How to Do Linear Regression Analysis in Excel

Regression Analysis is a technique to forecast the relationship between data variables of entities such as customers, orders, transactions, etc. These are the parameters based on which business decisions can be taken for sales, finance, and marketing operations. To understand this in a simpler way, let us take some examples.

Example 1 – Risk Analytics in Retail Banking

Credit risk scores of customers are built by the banking industry to predict the customer’s delinquency behavior and to evaluate the creditworthiness of each customer while processing loan applications.

Example 2 – Marketing Analytics in eCommerce

To predict customers’ buying patterns based on the customer’s past transactions from an online portal. The e-commerce industry is highly competitive so they use analytics to predict customers’ purchasing patterns.

Example 3 – Pricing Analytics in Stock Market

Stockbrokers and investors use analytics to forecast stock pricing based on the past 52-week pricing trend and many other parameters. The analytics helps them to make the decisions on buying or selling the stocks based on the future pricing predictions.

Example 4 – Behavioral Analytics in Human Resource Industry

Human resource departments/companies use analytics to predict employees’ behavioral patterns that will enable them to decide the increment or promotion to be given on a yearly basis.

Regression Analysis Basics

Before we go for how to do regression in Excel by taking a case study, let us understand the dataset and its components.

Population vs. Sample

The population is referred to as all members of a defined group that are considered for studying information on data-driven decisions. For example – The current inflation rates of EU countries.

A sample is a part of the “population”. It can be biased or unbiased. For example – The current inflation rates of EU countries having per capita income < 50000 EURO per annum.

Types of Data Variables

The below diagram shows the types of data variables under each category.

Data Snapshot

The table below gives an example of a data snapshot with different data variables.
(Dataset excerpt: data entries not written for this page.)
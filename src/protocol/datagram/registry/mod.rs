//! Datagram handler registry: routes a reassembled datagram to the handler
//! registered for its destination node and type byte.
//!
//! Registrations are keyed by `(node, type)`, where `node` is a local node
//! id or `None` for a wildcard matching every local node. An exact node
//! registration wins over a wildcard one. The table is guarded by a single
//! critical-section mutex; handlers are always called outside of it.
use core::cell::RefCell;

use embassy_sync::blocking_mutex::{raw::CriticalSectionRawMutex, Mutex};

use crate::core::{DatagramPayload, NodeHandle, NodeId};
use crate::error::RegistryError;
use crate::protocol::datagram::codes::{ERROR_NOT_IMPLEMENTED, FLAG_REPLY_PENDING};

//==================================================================================HANDLER
/// Datagram delivered to a handler. The payload is owned by the handler.
#[derive(Debug, Clone, PartialEq, Eq)]
pub struct IncomingDatagram {
    /// Sender. `id` is 0 when the sender's node id is not cached.
    pub source: NodeHandle,
    /// Local node the datagram was addressed to.
    pub destination: NodeId,
    pub payload: DatagramPayload,
}

impl IncomingDatagram {
    /// First payload byte.
    pub fn datagram_type(&self) -> Option<u8> {
        self.payload.datagram_type()
    }
}

/// Answer sent back to the datagram's sender.
#[derive(Debug, Clone, Copy, PartialEq, Eq)]
#[cfg_attr(feature = "defmt", derive(defmt::Format))]
pub enum DatagramReply {
    /// Datagram Received OK. Bit 7 of `flags` announces a reply datagram.
    Ok { flags: u8 },
    /// Datagram Rejected with a wire error code.
    Rejected { code: u16 },
}

impl DatagramReply {
    pub const fn ok() -> Self {
        DatagramReply::Ok { flags: 0 }
    }

    /// OK announcing that a reply datagram will follow.
    pub const fn ok_reply_pending() -> Self {
        DatagramReply::Ok {
            flags: FLAG_REPLY_PENDING,
        }
    }
}

/// Consumer of datagrams of one type.
///
/// Called from the datagram runner task, so implementations must return
/// quickly. Sending a reply datagram goes through a separate
/// [`DatagramClient`](crate::protocol::datagram::client::DatagramClient)
/// owned by another task.
pub trait DatagramHandler: Sync {
    fn handle_datagram(&self, datagram: IncomingDatagram) -> DatagramReply;
}

impl<F> DatagramHandler for F
where
    F: Fn(IncomingDatagram) -> DatagramReply + Sync,
{
    fn handle_datagram(&self, datagram: IncomingDatagram) -> DatagramReply {
        self(datagram)
    }
}

/// Handler rejecting everything it receives.
#[derive(Debug, Clone, Copy, PartialEq, Eq)]
pub struct RejectAll {
    pub code: u16,
}

impl Default for RejectAll {
    fn default() -> Self {
        Self {
            code: ERROR_NOT_IMPLEMENTED,
        }
    }
}

impl DatagramHandler for RejectAll {
    fn handle_datagram(&self, _datagram: IncomingDatagram) -> DatagramReply {
        DatagramReply::Rejected { code: self.code }
    }
}

/// Handler identity is its address.
fn same_handler(a: &dyn DatagramHandler, b: &dyn DatagramHandler) -> bool {
    core::ptr::eq(a as *const _ as *const u8, b as *const _ as *const u8)
}

//==================================================================================REGISTRY
#[derive(Clone, Copy)]
struct Registration<'a> {
    node: Option<NodeId>,
    datagram_type: u8,
    handler: &'a dyn DatagramHandler,
}

/// Fixed-capacity `(node | wildcard, type) → handler` table.
pub struct DatagramRegistry<'a, const N: usize> {
    entries: Mutex<CriticalSectionRawMutex, RefCell<[Option<Registration<'a>>; N]>>,
}

impl<'a, const N: usize> Default for DatagramRegistry<'a, N> {
    fn default() -> Self {
        Self::new()
    }
}

impl<'a, const N: usize> DatagramRegistry<'a, N> {
    pub const fn new() -> Self {
        Self {
            entries: Mutex::new(RefCell::new([None; N])),
        }
    }

    /// Register `handler` for datagrams of `datagram_type` sent to `node`
    /// (`None`: any local node).
    ///
    /// Registering the same exact key twice is allowed; the first
    /// registration keeps answering lookups until it is removed.
    pub fn insert(
        &self,
        node: Option<NodeId>,
        datagram_type: u8,
        handler: &'a dyn DatagramHandler,
    ) -> Result<(), RegistryError> {
        self.entries.lock(|entries| {
            let mut entries = entries.borrow_mut();
            let free = entries
                .iter_mut()
                .find(|entry| entry.is_none())
                .ok_or(RegistryError::Full)?;
            *free = Some(Registration {
                node,
                datagram_type,
                handler,
            });
            Ok(())
        })
    }

    /// Remove the registration matching the key and the handler's address.
    /// Returns `false` when nothing matched.
    pub fn remove(
        &self,
        node: Option<NodeId>,
        datagram_type: u8,
        handler: &'a dyn DatagramHandler,
    ) -> bool {
        self.entries.lock(|entries| {
            let mut entries = entries.borrow_mut();
            let found = entries.iter_mut().find(|entry| {
                entry.is_some_and(|r| {
                    r.node == node
                        && r.datagram_type == datagram_type
                        && same_handler(r.handler, handler)
                })
            });
            match found {
                Some(entry) => {
                    *entry = None;
                    true
                }
                None => false,
            }
        })
    }

    /// Handler for a datagram of `datagram_type` addressed to `node`.
    pub fn lookup(&self, node: NodeId, datagram_type: u8) -> Option<&'a dyn DatagramHandler> {
        self.entries.lock(|entries| {
            let entries = entries.borrow();
            let mut wildcard = None;
            for registration in entries.iter().flatten() {
                if registration.datagram_type != datagram_type {
                    continue;
                }
                match registration.node {
                    Some(owner) if owner == node => return Some(registration.handler),
                    None if wildcard.is_none() => wildcard = Some(registration.handler),
                    _ => {}
                }
            }
            wildcard
        })
    }

    /// Number of registrations.
    pub fn len(&self) -> usize {
        self.entries
            .lock(|entries| entries.borrow().iter().flatten().count())
    }

    pub fn is_empty(&self) -> bool {
        self.len() == 0
    }
}

#[cfg(test)]
#[path = "tests.rs"]
mod tests;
#	Cust.Name	Cust. ID	No.Of credit cards	Gender	Marital status	Age	Annua lSalary	Monthly Credit Card Usage
1	Josh	111669	5	F	Never Married	43	88,001	Low
2	John	223112	6	M	Married	24	592,330	Low
3	Alen	189123	4	M	Divorced	50	272,304	Low
4	Chaya	171690	3	F	Married	37	140,400	Low
5	Dandre	16625	6	M	Never Married	23	105, 234	Low
6	Justin	149171	7	M	Divorced	34	358,534	Low
7	Neil	169254	5	M	Married	36	510,321	Low
8	Emily	149771	2	F	Never Married	26	164,732	Low
9	Janice	175646	2	F	Married	35	103,345	Low
10	Farhan	170639	4	M	Never Married	63	724,788	Low
11	Tony	113136	3	M	Married	70	105,450	Low

Let us understand the data variables available in the above table.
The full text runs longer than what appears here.